10 Prompt Engineering Tips That Actually Work
February 10, 2026
The difference between a mediocre AI output and a brilliant one isn't the model — it's the prompt. Here are 10 techniques that consistently produce better results across ChatGPT, Claude, and Gemini.
1. Use the Full Framework: Role + Context + Task + Format + Constraints
Don't just say "write me a blog post." Instead: "You are a senior content marketer at a B2B SaaS company. Write a 1,500-word blog post about AI automation for small businesses. Use H2 headers, include 3 real statistics, and end with a CTA. Avoid jargon and write at an 8th-grade reading level."
2. Show, Don't Tell (Few-Shot Examples)
Include 2-3 examples of what good output looks like. This single technique improves quality more than any amount of additional instruction text.
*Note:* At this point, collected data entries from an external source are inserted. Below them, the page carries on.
impl fmt::Display for FrameErrorKind {
    fn fmt(&self, f: &mut fmt::Formatter<'_>) -> fmt::Result {
        let text = match self {
            Self::MissingHeaderName => "header field missing name",
            Self::UnexpectedCharacter => "unexpected character in stream",
            Self::MissingContentLength => "missing Content-Length header",
            Self::MultipleContentLength => "Content-Length is defined multiple times",
            Self::ContentLengthNaN => "Content-Length header value is not a number",
            Self::ContentLengthNegative => "Content-Length value is negative",
            Self::TruncatedFrame => "stream ended mid-frame",
        };
        f.write_str(text)
    }
}

/// A framing error event. The framer keeps consuming input after emitting
/// one; subsequent errors are suppressed until a frame completes.
#[derive(Debug, Clone, Copy, Eq, PartialEq)]
pub struct FrameError {
    /// Offset from the beginning of the stream where the error was found.
    pub global_offset: u64,
    /// Offset from the start of the current message.
    pub local_offset: u64,
    pub kind: FrameErrorKind,
}

/// Output of one [`Framer::push`] call, in emission order.
#[derive(Debug, Clone)]
pub enum FramerEvent {
    Frame(Frame),
    Error(FrameError),
}

#[derive(Debug, Clone, Copy, Eq, PartialEq)]
enum HeaderState {
    NameStart,
    Name,
    Value,
    ValueEnd,
    End,
}

#[derive(Debug, Clone, Copy, Eq, PartialEq)]
enum State {
    Headers(HeaderState),
    Payload,
}

/// Resumable framing state machine. Feed it chunks of any size with
/// [`push`](Self::push); signal end-of-stream with [`finish`](Self::finish).
#[derive(Debug)]
pub struct Framer {
    state: State,
    queue: VecDeque<u8>,
    /// Raw bytes of the current header section, kept for replay on error.
    raw: Vec<u8>,
    headers: Vec<Header>,
    name: String,
    value: String,
    payload: Vec<u8>,
    pending: usize,
    /// Global index of the next byte to consume.
    offset: u64,
    frame_start: u64,
    /// 0 = normal; >0 = suppress errors, drained one per completed frame.
    recovery: u32,
}

impl Default for Framer {
    fn default() -> Self {
        Self::new()
    }
}

impl Framer {
    pub fn new() -> Self {
        Self {
            state: State::Headers(HeaderState::NameStart),
            queue: VecDeque::new(),
            raw: Vec::new(),
            headers: Vec::new(),
            name: String::new(),
            value: String::new(),
            payload: Vec::new(),
            pending: 0,
            offset: 0,
            frame_start: 0,
            recovery: 0,
        }
    }

    /// Consumes a chunk, appending any completed frames and errors to `out`.
    pub fn push(&mut self, input: &[u8], out: &mut Vec<FramerEvent>) {
        self.queue.extend(input.iter().copied());
        while let Some(b) = self.queue.pop_front() {
            self.accept(b, out);
        }
    }

    /// Signals end-of-stream. A partially accumulated frame produces one
    /// `TruncatedFrame` error (unless suppressed by recovery mode); clean
    /// boundaries produce nothing.
    pub fn finish(&mut self, out: &mut Vec<FramerEvent>) {
        let mid_frame = !self.raw.is_empty() || self.state == State::Payload;
        if mid_frame && self.recovery == 0 {
            out.push(FramerEvent::Error(FrameError {
                global_offset: self.offset,
                local_offset: self.offset - self.frame_start,
                kind: FrameErrorKind::TruncatedFrame,
            }));
        }
        self.raw.clear();
        self.reset_frame_state();
        self.frame_start = self.offset;
    }

    fn accept(&mut self, b: u8, out: &mut Vec<FramerEvent>) {
        let idx = self.offset;
        self.offset += 1;
        match self.state {
            State::Payload => {
                self.payload.push(b);
                self.pending -= 1;
                if self.pending == 0 {
                    self.emit_frame(out);
                }
            }
            State::Headers(header_state) => {
                self.raw.push(b);
                self.accept_header_byte(header_state, b, idx, out);
            }
        }
    }

    fn accept_header_byte(
        &mut self,
        header_state: HeaderState,
        b: u8,
        idx: u64,
        out: &mut Vec<FramerEvent>,
    ) {
        match header_state {
            HeaderState::NameStart => {
                if b == b':' {
                    // A field must have one or more token characters.
                    self.handle_error(idx, FrameErrorKind::MissingHeaderName, out);
                } else if b == b'\r' {
                    self.state = State::Headers(HeaderState::End);
                } else {
                    self.state = State::Headers(HeaderState::Name);
                    self.accept_name_byte(b, idx, out);
                }
            }
            HeaderState::Name => self.accept_name_byte(b, idx, out),
            HeaderState::Value => {
                if is_horizontal_whitespace(b) || is_vchar(b) {
                    self.value.push(b as char);
                } else if b == b'\r' {
                    self.state = State::Headers(HeaderState::ValueEnd);
                } else {
                    self.handle_error(idx, FrameErrorKind::UnexpectedCharacter, out);
                }
            }
            HeaderState::ValueEnd => {
                if b == b'\n' {
                    let value = self
                        .value
                        .trim_matches(|c| c == ' ' || c == '\t')
                        .to_string();
                    self.headers.push(Header {
                        name: mem::take(&mut self.name),
                        value,
                    });
                    self.value.clear();
                    self.state = State::Headers(HeaderState::NameStart);
                } else {
                    self.handle_error(idx, FrameErrorKind::UnexpectedCharacter, out);
                }
            }
            HeaderState::End => {
                if b == b'\n' {
                    self.begin_payload(idx, out);
                } else {
                    self.handle_error(idx, FrameErrorKind::UnexpectedCharacter, out);
                }
            }
        }
    }

    fn accept_name_byte(&mut self, b: u8, idx: u64, out: &mut Vec<FramerEvent>) {
        if is_tchar(b) {
            self.name.push(b as char);
        } else if b == b':' {
            self.state = State::Headers(HeaderState::Value);
        } else {
            self.handle_error(idx, FrameErrorKind::UnexpectedCharacter, out);
        }
    }

    /// Scans the committed headers for `Content-Length` and reserves that
    /// many payload bytes. Exactly one occurrence is required.
    fn begin_payload(&mut self, idx: u64, out: &mut Vec<FramerEvent>) {
        let mut length: Option<i64> = None;
        let mut violation: Option<FrameErrorKind> = None;

        for header in &self.headers {
            if !header.is("Content-Length") {
                continue;
            }
            if length.is_some() {
                violation = Some(FrameErrorKind::MultipleContentLength);
                break;
            }
            match header.value.parse::<i64>() {
                Ok(n) if n < 0 => {
                    violation = Some(FrameErrorKind::ContentLengthNegative);
                    break;
                }
                Ok(n) => length = Some(n),
                Err(_) => {
                    violation = Some(FrameErrorKind::ContentLengthNaN);
                    break;
                }
            }
        }

        if let Some(kind) = violation {
            return self.handle_error(idx, kind, out);
        }
        let Some(length) = length else {
            return self.handle_error(idx, FrameErrorKind::MissingContentLength, out);
        };

        // No error can occur while copying payload bytes, so the replay
        // buffer is no longer needed.
        self.raw.clear();
        self.state = State::Payload;
        self.pending = length as usize;
        self.payload.clear();
        if self.pending == 0 {
            self.emit_frame(out);
        }
    }

    fn emit_frame(&mut self, out: &mut Vec<FramerEvent>) {
        let frame_end = self.offset;
        let payload = mem::take(&mut self.payload);
        let payload_start = frame_end - payload.len() as u64;
        out.push(FramerEvent::Frame(Frame {
            timestamp_ms: now_millis(),
            frame_start: self.frame_start,
            frame_end,
            payload_start,
            headers: mem::take(&mut self.headers),
            payload,
            from_recovery_mode: self.recovery > 0,
        }));

        self.frame_start = frame_end;
        self.reset_frame_state();
        self.recovery = self.recovery.saturating_sub(1);
    }

    /// Reports the error (unless suppressed), discards the current frame and
    /// restarts the header parser one byte past its start, replaying the
    /// already-consumed bytes of the discarded region.
    fn handle_error(&mut self, idx: u64, kind: FrameErrorKind, out: &mut Vec<FramerEvent>) {
        if self.recovery == 0 {
            out.push(FramerEvent::Error(FrameError {
                global_offset: idx,
                local_offset: idx - self.frame_start,
                kind,
            }));
        }
        self.recovery += 1;

        let replay = mem::take(&mut self.raw);
        for &b in replay.iter().skip(1).rev() {
            self.queue.push_front(b);
        }
        self.frame_start += 1;
        self.offset = self.frame_start;
        self.reset_frame_state();
    }

    fn reset_frame_state(&mut self) {
        self.state = State::Headers(HeaderState::NameStart);
        self.headers.clear();
        self.name.clear();
        self.value.clear();
        self.payload.clear();
        self.pending = 0;
    }
}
3. Chain-of-Thought for Complex Tasks
Add "Think through this step-by-step" for any task involving reasoning, analysis, or multi-step logic. Research shows CoT improves accuracy by 15-30% on complex tasks.
4. Use Negative Examples
Tell the AI what NOT to do. "Don't use buzzwords like 'leverage' or 'synergy.' Don't start paragraphs with 'In today's fast-paced world.'" This eliminates the generic AI voice.
5. Specify the Audience
"Explain this to a business owner who has never used an API" produces dramatically different output than "Explain this to a senior engineer." Always specify who's reading.
6. Ask for Multiple Options
"Give me 5 different approaches to this problem" is more useful than asking for one. You can then pick the best or combine elements from several options.
7. Use XML Tags for Structure (Especially with Claude)
Claude performs significantly better with XML tags: <context>...</context>, <instructions>...</instructions>, <examples>...</examples>. This helps the model understand the structure of your request.
8. Iterate with Self-Critique
After the first output, ask: "What's wrong with this response? How would you improve it?" Then: "Now rewrite it incorporating those improvements." This self-critique loop consistently produces higher quality results.
9. Set Temperature for Your Use Case
Low temperature (0.1-0.3) for factual tasks like data extraction and classification. High temperature (0.7-1.0) for creative tasks like brainstorming and writing. Default (0.5) for general tasks.
10. Version Control Your Prompts
Keep a prompt library. When you find a prompt that works well, save it with a name, category, and example output. Your future self will thank you.